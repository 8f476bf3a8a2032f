//! Archiver — spec.md §4.7. Every input ends up in exactly one archive
//! category; the original path must not exist after a successful archive.

use std::path::{Path, PathBuf};

use chrono::Utc;
use tracing::warn;

use crate::error::{ArchiveError, ArchiveResult};

#[derive(Debug, Clone, Copy, PartialEq, Eq)]
pub enum Category {
    Processed,
    Ignored,
    Failed,
}

impl Category {
    fn label(self) -> &'static str {
        match self {
            Category::Processed => "processed",
            Category::Ignored => "ignored",
            Category::Failed => "failed",
        }
    }
}

pub struct Archiver {
    processed_dir: PathBuf,
    failed_dir: PathBuf,
    /// Falls back to `failed_dir` when the route has no dedicated ignored
    /// directory configured — spec.md §3 marks `ignoredPath` optional but
    /// every input still needs exactly one archive home.
    ignored_dir: PathBuf,
    timestamp_naming: bool,
}

impl Archiver {
    pub fn new(
        processed_dir: impl Into<PathBuf>,
        failed_dir: impl Into<PathBuf>,
        ignored_dir: Option<PathBuf>,
        timestamp_naming: bool,
    ) -> Self {
        let failed_dir = failed_dir.into();
        Self {
            processed_dir: processed_dir.into(),
            ignored_dir: ignored_dir.unwrap_or_else(|| failed_dir.clone()),
            failed_dir,
            timestamp_naming,
        }
    }

    fn dir_for(&self, category: Category) -> &Path {
        match category {
            Category::Processed => &self.processed_dir,
            Category::Ignored => &self.ignored_dir,
            Category::Failed => &self.failed_dir,
        }
    }

    /// Move `input_path` into `category`'s directory. For `Failed`,
    /// `reason` is written to a best-effort `.error` sidecar next to the
    /// archived file.
    pub async fn archive(
        &self,
        input_path: &Path,
        category: Category,
        reason: Option<&str>,
    ) -> ArchiveResult<PathBuf> {
        let dir = self.dir_for(category);
        tokio::fs::create_dir_all(dir)
            .await
            .map_err(|source| ArchiveError::DirCreate {
                path: dir.display().to_string(),
                source,
            })?;

        let target = self.unique_target(dir, input_path).await;
        move_file(input_path, &target).await?;

        if category == Category::Failed {
            let sidecar = sidecar_path(&target);
            if let Err(err) = tokio::fs::write(&sidecar, reason.unwrap_or("").as_bytes()).await {
                warn!(path = %sidecar.display(), error = %err, "failed to write .error sidecar");
            }
        }

        Ok(target)
    }

    /// Build the archive target name, applying timestamp-naming if enabled
    /// and a numeric collision suffix if the name is already taken.
    async fn unique_target(&self, dir: &Path, input_path: &Path) -> PathBuf {
        let file_name = input_path
            .file_name()
            .and_then(|n| n.to_str())
            .unwrap_or("file");
        let (stem, ext) = split_stem_ext(file_name);

        let base_name = if self.timestamp_naming {
            let timestamp = Utc::now().format("%Y%m%d_%H%M%S");
            format!("{stem}_{timestamp}")
        } else {
            stem.to_string()
        };

        let mut candidate = dir.join(with_ext(&base_name, ext));
        let mut counter = 1u32;
        while tokio::fs::try_exists(&candidate).await.unwrap_or(false) {
            candidate = dir.join(with_ext(&format!("{base_name}_{counter}"), ext));
            counter += 1;
        }
        candidate
    }
}

fn split_stem_ext(file_name: &str) -> (&str, &str) {
    match file_name.rfind('.') {
        Some(0) => (file_name, ""),
        Some(idx) => (&file_name[..idx], &file_name[idx + 1..]),
        None => (file_name, ""),
    }
}

fn with_ext(stem: &str, ext: &str) -> String {
    if ext.is_empty() {
        stem.to_string()
    } else {
        format!("{stem}.{ext}")
    }
}

fn sidecar_path(archived_path: &Path) -> PathBuf {
    let mut sidecar = archived_path.as_os_str().to_owned();
    sidecar.push(".error");
    PathBuf::from(sidecar)
}

/// Atomic rename first; on cross-device failure, copy then fsync then
/// delete. The source must not exist after a successful move.
async fn move_file(from: &Path, to: &Path) -> ArchiveResult<()> {
    match tokio::fs::rename(from, to).await {
        Ok(()) => Ok(()),
        Err(rename_err) => {
            if rename_err.raw_os_error() == Some(libc_exdev()) {
                copy_then_delete(from, to).await
            } else {
                Err(ArchiveError::Move {
                    from: from.display().to_string(),
                    to: to.display().to_string(),
                    source: rename_err,
                })
            }
        }
    }
}

#[cfg(unix)]
fn libc_exdev() -> i32 {
    18 // EXDEV
}

#[cfg(not(unix))]
fn libc_exdev() -> i32 {
    i32::MIN
}

async fn copy_then_delete(from: &Path, to: &Path) -> ArchiveResult<()> {
    tokio::fs::copy(from, to).await.map_err(|source| ArchiveError::Move {
        from: from.display().to_string(),
        to: to.display().to_string(),
        source,
    })?;

    let file = tokio::fs::File::open(to).await.map_err(|source| ArchiveError::Move {
        from: from.display().to_string(),
        to: to.display().to_string(),
        source,
    })?;
    file.sync_all().await.map_err(|source| ArchiveError::Move {
        from: from.display().to_string(),
        to: to.display().to_string(),
        source,
    })?;
    drop(file);

    tokio::fs::remove_file(from).await.map_err(|source| ArchiveError::Move {
        from: from.display().to_string(),
        to: to.display().to_string(),
        source,
    })?;
    Ok(())
}
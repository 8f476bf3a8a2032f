use thiserror::Error;

#[derive(Debug, Error)]
pub enum ArchiveError {
    #[error("failed to move {from} to {to}: {source}")]
    Move { from: String, to: String, #[source] source: std::io::Error },

    #[error("failed to create archive directory {path}: {source}")]
    DirCreate { path: String, #[source] source: std::io::Error },
}

pub type ArchiveResult<T> = std::result::Result<T, ArchiveError>;
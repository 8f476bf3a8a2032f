//! Pluggable sink contract — spec.md "Pluggable sinks" (REDESIGN FLAGS) and
//! §4.6 Dual Sink. One common operation, `send`, with three variants.

use serde_json::Value;

use crate::error::SinkResult;
use crate::file_sink::FileSink;
use crate::queue_sink::QueueSink;

/// What a Processor hands to a sink for one file: the converter output
/// (file sinks only ever see this) and the fully assembled message body
/// (envelope or legacy shape, queue sinks only ever see this).
pub struct SinkRequest<'a> {
    pub basename: &'a str,
    pub converter_output: &'a Value,
    pub message_bytes: &'a [u8],
}

pub enum Sink {
    File(FileSink),
    Queue(QueueSink),
    Dual(FileSink, QueueSink),
}

impl Sink {
    /// File write happens before queue publish in `Dual` mode. If the file
    /// write fails, the queue is never contacted; if the queue publish
    /// fails, the file that was already written remains on disk.
    pub async fn send(&self, request: &SinkRequest<'_>) -> SinkResult<()> {
        match self {
            Sink::File(file) => {
                file.send(request.basename, request.converter_output).await?;
                Ok(())
            }
            Sink::Queue(queue) => queue.publish(request.message_bytes).await,
            Sink::Dual(file, queue) => {
                file.send(request.basename, request.converter_output).await?;
                queue.publish(request.message_bytes).await
            }
        }
    }

    pub async fn close(&self) {
        match self {
            Sink::File(_) => {}
            Sink::Queue(queue) => queue.close().await,
            Sink::Dual(_, queue) => queue.close().await,
        }
    }
}

#[cfg(test)]
mod tests {
    use super::*;
    use serde_json::json;

    #[tokio::test]
    async fn file_only_sink_writes_converter_output() {
        let dir = tempfile::tempdir().unwrap();
        let sink = Sink::File(FileSink::new(dir.path()));
        let payload = json!([{"id": "1"}]);
        let request = SinkRequest {
            basename: "data.csv",
            converter_output: &payload,
            message_bytes: b"{}",
        };
        sink.send(&request).await.unwrap();
        assert!(dir.path().join("data.json").exists());
    }
}
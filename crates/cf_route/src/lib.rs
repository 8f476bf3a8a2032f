//! Route Processor: the per-route pipeline that turns detector emissions
//! into archived outcomes. See `SPEC_FULL.md` §5.9.

pub mod error;
pub mod processor;

pub use error::{RouteError, RouteResult};
pub use processor::RouteProcessor;
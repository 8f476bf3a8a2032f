//! Route-level fatal errors — spec.md §7 "Route-level fatal errors (e.g.
//! unable to open broker) cause that route's Processor to exit; other
//! routes continue."
//!
//! Per-file errors (`StructuralError`, `FilterMiss`, `SinkError`,
//! `ArchiveError`) never escape a route; they are collapsed into an archive
//! outcome inside `processor::run` and never surface as a `RouteError`.

use thiserror::Error;

#[derive(Debug, Error)]
pub enum RouteError {
    #[error("route {route}: failed to construct sink: {source}")]
    SinkConstruction {
        route: String,
        #[source]
        source: cf_sinks::SinkError,
    },
}

pub type RouteResult<T> = std::result::Result<T, RouteError>;
//! Route configuration, provenance envelope, and shared error taxonomy for
//! csv2json's per-route ingestion pipelines. See `SPEC_FULL.md` §2/§4.

pub mod config;
pub mod envelope;
pub mod error;

pub use config::{
    legacy_route_from_env, load_routes_file, redact_broker_uri, ArchiveConfig, InputConfig,
    OutputConfig, OutputType, ParsingConfig, QueueType, RouteConfig, RoutesFile, WatchMode,
};
pub use envelope::{
    build_envelope, build_legacy_envelope, EnvelopeContext, EnvelopeIngestion, EnvelopeMeta,
    EnvelopeSource, LegacyEnvelope, MessageEnvelope, SERVICE_NAME,
};
pub use error::{ConfigError, ConfigResult};
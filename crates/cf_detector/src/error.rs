use thiserror::Error;

#[derive(Debug, Error)]
pub enum DetectError {
    #[error("failed to list directory {path}: {source}")]
    Listing { path: String, #[source] source: std::io::Error },

    #[error("failed to construct watcher for {path}: {source}")]
    WatcherInit { path: String, source: notify::Error },
}

pub type DetectResult<T> = std::result::Result<T, DetectError>;
//! Property coverage for spec.md §8 testable properties #4 (header-order
//! preservation) and #5 (row-order preservation).

use cf_parser::{to_json_value, ParsedFile};
use proptest::collection::vec;
use proptest::prelude::*;

/// Header/cell text free of the characters that would make a generated
/// value ambiguous as a JSON key/value pair in this test's own assertions.
fn cell_strategy() -> impl Strategy<Value = String> {
    "[a-zA-Z0-9_]{1,8}"
}

proptest! {
    #[test]
    fn header_and_row_order_survive_conversion(
        headers in vec(cell_strategy(), 1..6).prop_filter("unique headers", |h| {
            let mut sorted = h.clone();
            sorted.sort();
            sorted.dedup();
            sorted.len() == h.len()
        }),
        row_count in 0usize..12,
    ) {
        let rows: Vec<Vec<String>> = (0..row_count)
            .map(|i| headers.iter().map(|h| format!("{h}-{i}")).collect())
            .collect();
        let parsed = ParsedFile { headers: headers.clone(), rows: rows.clone() };

        let value = to_json_value(&parsed);
        let array = value.as_array().unwrap();
        prop_assert_eq!(array.len(), rows.len());

        for (i, record) in array.iter().enumerate() {
            let obj = record.as_object().unwrap();
            // Header-order preservation: the object's key iteration order
            // (insertion order, per cf_parser::convert's design) matches
            // the header order exactly.
            let keys: Vec<&String> = obj.keys().collect();
            prop_assert_eq!(keys, headers.iter().collect::<Vec<_>>());

            // Row-order preservation: row i's values correspond to the i-th
            // on-disk row, not some other ordering.
            for header in &headers {
                prop_assert_eq!(
                    obj[header].as_str().unwrap(),
                    format!("{header}-{i}")
                );
            }
        }
    }
}
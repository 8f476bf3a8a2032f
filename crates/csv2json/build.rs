use std::process::Command;

fn main() {
    let commit = Command::new("git")
        .args(["rev-parse", "--short", "HEAD"])
        .output()
        .ok()
        .filter(|o| o.status.success())
        .and_then(|o| String::from_utf8(o.stdout).ok())
        .map(|s| s.trim().to_string())
        .unwrap_or_else(|| "unknown".to_string());
    println!("cargo:rustc-env=CSV2JSON_BUILD_COMMIT={commit}");

    let built = chrono::Utc::now().to_rfc3339();
    println!("cargo:rustc-env=CSV2JSON_BUILD_TIMESTAMP={built}");

    println!("cargo:rerun-if-changed=.git/HEAD");
}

++++++++++

REQUIREMENT: Copy all lines of the preceding data that hold the word "join".

RESPONSE TO THIS EXERCISE:
        let mut candidate = dir.join(with_ext(&base_name, ext));
            candidate = dir.join(with_ext(&format!("{base_name}_{counter}"), ext));
        assert!(dir.path().join("data.json").exists());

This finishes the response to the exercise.